* Dataset entries:
Content starts

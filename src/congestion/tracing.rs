use std::time::{Duration, Instant};

use crate::constants::CONGESTION_TRACING_LOG_LEVEL;

use super::CongestionAvoidance;

/// Logs every window change of the wrapped policy.
#[derive(Debug)]
pub struct TracingAvoidance<I> {
    inner: I,
}

impl<I> TracingAvoidance<I> {
    pub fn new(inner: I) -> Self {
        Self { inner }
    }
}

impl<I> CongestionAvoidance for TracingAvoidance<I>
where
    I: CongestionAvoidance,
{
    fn cwnd(&self) -> f64 {
        self.inner.cwnd()
    }

    fn increase(&mut self, now: Instant, rtt: Duration) {
        log_every_ms_if_changed!(
            500,
            CONGESTION_TRACING_LOG_LEVEL,
            "increase",
            self,
            |s| s.inner.cwnd(),
            |s| s.inner.increase(now, rtt)
        );
    }

    fn decrease(&mut self, now: Instant) {
        log_if_changed!(
            CONGESTION_TRACING_LOG_LEVEL,
            "decrease",
            self,
            |s| s.inner.cwnd(),
            |s| s.inner.decrease(now)
        );
    }
}
use std::{
    sync::Arc,
    task::{Context, Poll},
};

use parking_lot::Mutex;
use tokio::sync::mpsc::{UnboundedReceiver, UnboundedSender, unbounded_channel};

use crate::{
    message::{FaceCommand, Response},
    traits::Face,
};

/// A face that remembers everything sent through it. Responses are injected through the
/// paired [`RememberingFaceHandle`].
pub struct RememberingFace {
    sent: Arc<Mutex<Vec<FaceCommand>>>,
    rx: UnboundedReceiver<Response>,
}

pub struct RememberingFaceHandle {
    sent: Arc<Mutex<Vec<FaceCommand>>>,
    tx: Option<UnboundedSender<Response>>,
}

impl RememberingFace {
    pub fn new() -> (RememberingFace, RememberingFaceHandle) {
        let (tx, rx) = unbounded_channel();
        let sent = Arc::new(Mutex::new(Vec::new()));
        (
            RememberingFace {
                sent: sent.clone(),
                rx,
            },
            RememberingFaceHandle { sent, tx: Some(tx) },
        )
    }
}

impl Face for RememberingFace {
    fn send(&mut self, command: FaceCommand) {
        self.sent.lock().push(command);
    }

    fn poll_recv(&mut self, cx: &mut Context<'_>) -> Poll<Option<Response>> {
        self.rx.poll_recv(cx)
    }
}

impl RememberingFaceHandle {
    pub fn take_sent(&self) -> Vec<FaceCommand> {
        std::mem::take(&mut *self.sent.lock())
    }

    pub fn respond(&self, response: Response) {
        self.tx
            .as_ref()
            .expect("face already closed")
            .send(response)
            .unwrap();
    }

    /// No more responses will arrive after this.
    pub fn close(&mut self) {
        self.tx = None;
    }
}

Content ends

* Instructions for the task:
Looking at the records above, which lines contain "UnboundedSender"? Copy those lines.

* Problem solution:
use tokio::sync::mpsc::{UnboundedReceiver, UnboundedSender, unbounded_channel};
    tx: Option<UnboundedSender<Response>>,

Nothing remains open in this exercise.